Mereka juga adalah arsitek pembangunan, yang merancang/menyusun dan memanajemen
daerah.
Birokrasi
di Muna itu, seperti sebuah kakus tanpa penampung. Mereka membuang taik
dihamparan luas, tanpa ada pertimbangan tentang kesejahteraan warga. Banyak
lalat-lalat yang hinggap disana−lalu mengerumunin makanan warga. Yang ada
justru muncul berbagai penyakit yang meyerang; dari anak-anak, orang dewasa dan
orang tua/petani.
Sebuah
kakus jika dikelola dengan baik, sebenarnya akan jauh dari masalah. Ia bisa
menjadi pupuk untuk menyuburkan sebuah pohon, yang tergolong tua.
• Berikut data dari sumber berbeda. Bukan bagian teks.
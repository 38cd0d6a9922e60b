//! File appender implementation

use crate::core::{Appender, LoggerError, Result};
use std::fs::{File, OpenOptions};
use std::io::Write;
use std::path::{Path, PathBuf};

/// Appends lines to a file.
///
/// The file is opened in append mode and left unbuffered: every line is a
/// single `write` at the end of the file.
#[derive(Debug)]
pub struct FileAppender {
    file: File,
    path: PathBuf,
}

impl FileAppender {
    pub fn new(path: impl Into<PathBuf>) -> Result<Self> {
        let path = path.into();
        let file = OpenOptions::new()
            .create(true)
            .append(true)
            .open(&path)
            .map_err(|e| LoggerError::file_appender(path.display().to_string(), e.to_string()))?;

        Ok(Self { file, path })
    }

    pub fn path(&self) -> &Path {
        &self.path
    }
}

impl Appender for FileAppender {
    fn append(&mut self, line: &[u8]) -> Result<()> {
        self.file.write_all(line)?;
        Ok(())
    }

    fn flush(&mut self) -> Result<()> {
        self.file.flush()?;
        Ok(())
    }

    fn name(&self) -> &str {
        "file"
    }
}
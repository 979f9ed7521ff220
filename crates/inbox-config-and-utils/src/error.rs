//! Core error types.

use thiserror::Error;

/// Core error type for configuration and filesystem operations.
#[derive(Error, Debug)]
pub enum CoreError {
    /// Configuration error
    #[error("Configuration error: {0}")]
    Config(String),

    /// IO error
    #[error("IO error: {0}")]
    Io(#[from] std::io::Error),

    /// URL parsing error
    #[error("Invalid URL: {0}")]
    InvalidUrl(#[from] url::ParseError),

    /// JSON serialization/deserialization error
    #[error("JSON error: {0}")]
    Json(#[from] serde_json::Error),

    /// Path error (e.g., home directory not found)
    #[error("Path error: {0}")]
    Path(String),
}

/// Result type alias using CoreError.
pub type CoreResult<T> = Result<T, CoreError>;
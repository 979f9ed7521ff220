//! Subscription manager: keeps one realtime channel alive.
//!
//! ```text
//! Unsubscribed → Subscribing → Subscribed → (Errored | TimedOut) → Subscribing → …
//! ```
//!
//! Failures are logged and retried with [`BackoffPolicy`]; they are never
//! surfaced as errors to consumers, only as state changes.

use crate::{BackoffPolicy, ChannelParams, RealtimeTransport};
use inbox_types::ChangeEvent;
use std::sync::Arc;
use std::time::Duration;
use tokio::sync::{broadcast, watch};
use tracing::{debug, info, warn};

/// Lifecycle of a realtime channel.
#[derive(Debug, Clone, Copy, PartialEq, Eq)]
pub enum SubscriptionState {
    Unsubscribed,
    Subscribing,
    Subscribed,
    Errored,
    TimedOut,
}

impl SubscriptionState {
    pub fn as_str(&self) -> &'static str {
        match self {
            Self::Unsubscribed => "unsubscribed",
            Self::Subscribing => "subscribing",
            Self::Subscribed => "subscribed",
            Self::Errored => "errored",
            Self::TimedOut => "timed_out",
        }
    }
}

impl std::fmt::Display for SubscriptionState {
    fn fmt(&self, f: &mut std::fmt::Formatter<'_>) -> std::fmt::Result {
        f.write_str(self.as_str())
    }
}

/// Fan-out item: change events and state transitions share one ordered stream.
#[derive(Debug, Clone)]
pub enum ChannelMessage {
    Change(ChangeEvent),
    State(SubscriptionState),
}

/// Retry and timeout settings.
#[derive(Debug, Clone, Copy)]
pub struct ManagerOptions {
    pub subscribe_timeout: Duration,
    pub backoff: BackoffPolicy,
}

impl Default for ManagerOptions {
    fn default() -> Self {
        Self {
            subscribe_timeout: Duration::from_secs(10),
            backoff: BackoffPolicy::default(),
        }
    }
}

/// Drives one channel until told to stop.
pub struct SubscriptionManager {
    transport: Arc<dyn RealtimeTransport>,
    params: ChannelParams,
    options: ManagerOptions,
    events: broadcast::Sender<ChannelMessage>,
    state: watch::Sender<SubscriptionState>,
}

impl SubscriptionManager {
    pub fn new(
        transport: Arc<dyn RealtimeTransport>,
        params: ChannelParams,
        options: ManagerOptions,
        events: broadcast::Sender<ChannelMessage>,
        state: watch::Sender<SubscriptionState>,
    ) -> Self {
        Self {
            transport,
            params,
            options,
            events,
            state,
        }
    }

    /// Run until `shutdown` flips to `true` or its sender is dropped.
    pub async fn run(self, mut shutdown: watch::Receiver<bool>) {
        let topic = self.params.topic.clone();
        let mut attempt: u32 = 0;

        info!(topic = %topic, "Subscription manager started");

        loop {
            if *shutdown.borrow() {
                break;
            }
            self.set_state(SubscriptionState::Subscribing);

            let subscribe = tokio::time::timeout(
                self.options.subscribe_timeout,
                self.transport.subscribe(&self.params),
            );
            let outcome = tokio::select! {
                _ = stopped(&mut shutdown) => break,
                outcome = subscribe => outcome,
            };

            match outcome {
                Ok(Ok(mut subscription)) => {
                    attempt = 0;
                    self.set_state(SubscriptionState::Subscribed);

                    loop {
                        let item = tokio::select! {
                            _ = stopped(&mut shutdown) => {
                                self.set_state(SubscriptionState::Unsubscribed);
                                info!(topic = %topic, "Subscription manager stopped");
                                return;
                            }
                            item = subscription.next() => item,
                        };

                        match item {
                            Some(Ok(event)) => {
                                debug!(
                                    topic = %topic,
                                    event_type = event.event_type.as_str(),
                                    "Change event received"
                                );
                                let _ = self.events.send(ChannelMessage::Change(event));
                            }
                            Some(Err(e)) => {
                                warn!(topic = %topic, error = %e, "Realtime channel failed");
                                break;
                            }
                            None => {
                                warn!(topic = %topic, "Realtime channel closed");
                                break;
                            }
                        }
                    }
                    self.set_state(SubscriptionState::Errored);
                }
                Ok(Err(e)) => {
                    warn!(topic = %topic, attempt, error = %e, "Subscribe failed");
                    self.set_state(SubscriptionState::Errored);
                }
                Err(_) => {
                    warn!(
                        topic = %topic,
                        attempt,
                        timeout_ms = self.options.subscribe_timeout.as_millis() as u64,
                        "Subscribe timed out"
                    );
                    self.set_state(SubscriptionState::TimedOut);
                }
            }

            let delay = self.options.backoff.delay(attempt);
            attempt = attempt.saturating_add(1);
            info!(
                topic = %topic,
                attempt,
                delay_ms = delay.as_millis() as u64,
                "Scheduling resubscribe"
            );

            tokio::select! {
                _ = stopped(&mut shutdown) => break,
                _ = tokio::time::sleep(delay) => {}
            }
        }

        self.set_state(SubscriptionState::Unsubscribed);
        info!(topic = %topic, "Subscription manager stopped");
    }

    fn set_state(&self, state: SubscriptionState) {
        let previous = self.state.send_replace(state);
        if previous != state {
            debug!(topic = %self.params.topic, from = %previous, to = %state, "Subscription state changed");
        }
        let _ = self.events.send(ChannelMessage::State(state));
    }
}

/// Resolves once shutdown is requested or the controlling side is gone.
async fn stopped(shutdown: &mut watch::Receiver<bool>) {
    let _ = shutdown.wait_for(|stop| *stop).await;
}
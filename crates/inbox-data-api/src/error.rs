//! Error types for data API calls.
//!
//! Every variant is recoverable from the engine's point of view: a failed
//! mutation is rolled back and a failed fetch leaves the last known state.

use thiserror::Error;

/// Error type for all data API operations.
#[derive(Debug, Error)]
pub enum ApiError {
    /// Network or transport-level HTTP error from reqwest.
    ///
    /// Includes connection failures, timeouts, and TLS errors.
    #[error("HTTP error: {0}")]
    Http(#[from] reqwest::Error),

    /// Supabase returned a non-success HTTP status.
    #[error("Supabase error: {status} - {message}")]
    Supabase {
        /// The HTTP status code returned by Supabase.
        status: u16,
        /// The response body, typically containing error details.
        message: String,
    },

    /// Response body did not match the expected schema.
    #[error("JSON error: {0}")]
    Json(#[from] serde_json::Error),

    /// Response was well-formed HTTP but unusable (e.g. missing count header).
    #[error("Invalid response: {0}")]
    InvalidResponse(String),

    /// No access token / user has been set on the client.
    #[error("Not authenticated")]
    NotAuthenticated,

    /// Configuration or initialization error.
    #[error("Configuration error: {0}")]
    Config(String),
}

/// Convenience Result type alias for data API operations.
pub type ApiResult<T> = Result<T, ApiError>;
Atau bisa
menjadi pupuk yang dapat menyuburkan sebuah tanaman yang baru tumbuh. Cara ini,
bisa menghasilkan sebuah pohon yang hijau daunnya dan buah-buah yang ranum.
Yang lainnya sudah tentu dapat membantu ekonomi petani.
Namun
dalam perjalanannya, kakus-kakus di pemerintah daerah Muna tidak bekerja dengan
baik, bahkan jauh dari efektif. Kakus-kakusnya bermasalah dan sangat buruk.
Bahkan
dalam kesempatan yang lain saat saya berkunjung pada dinas tertentu,
birokrasinya tak menunjukan kinerja-kinerja yang serius. Mereka malah dengan
asyik bermain domino, duduk dipojokan menggosip, pulang lebih duluan atau
sekedar bercerita santai pada jam kerja sambil merokok dan menyeruput kopi.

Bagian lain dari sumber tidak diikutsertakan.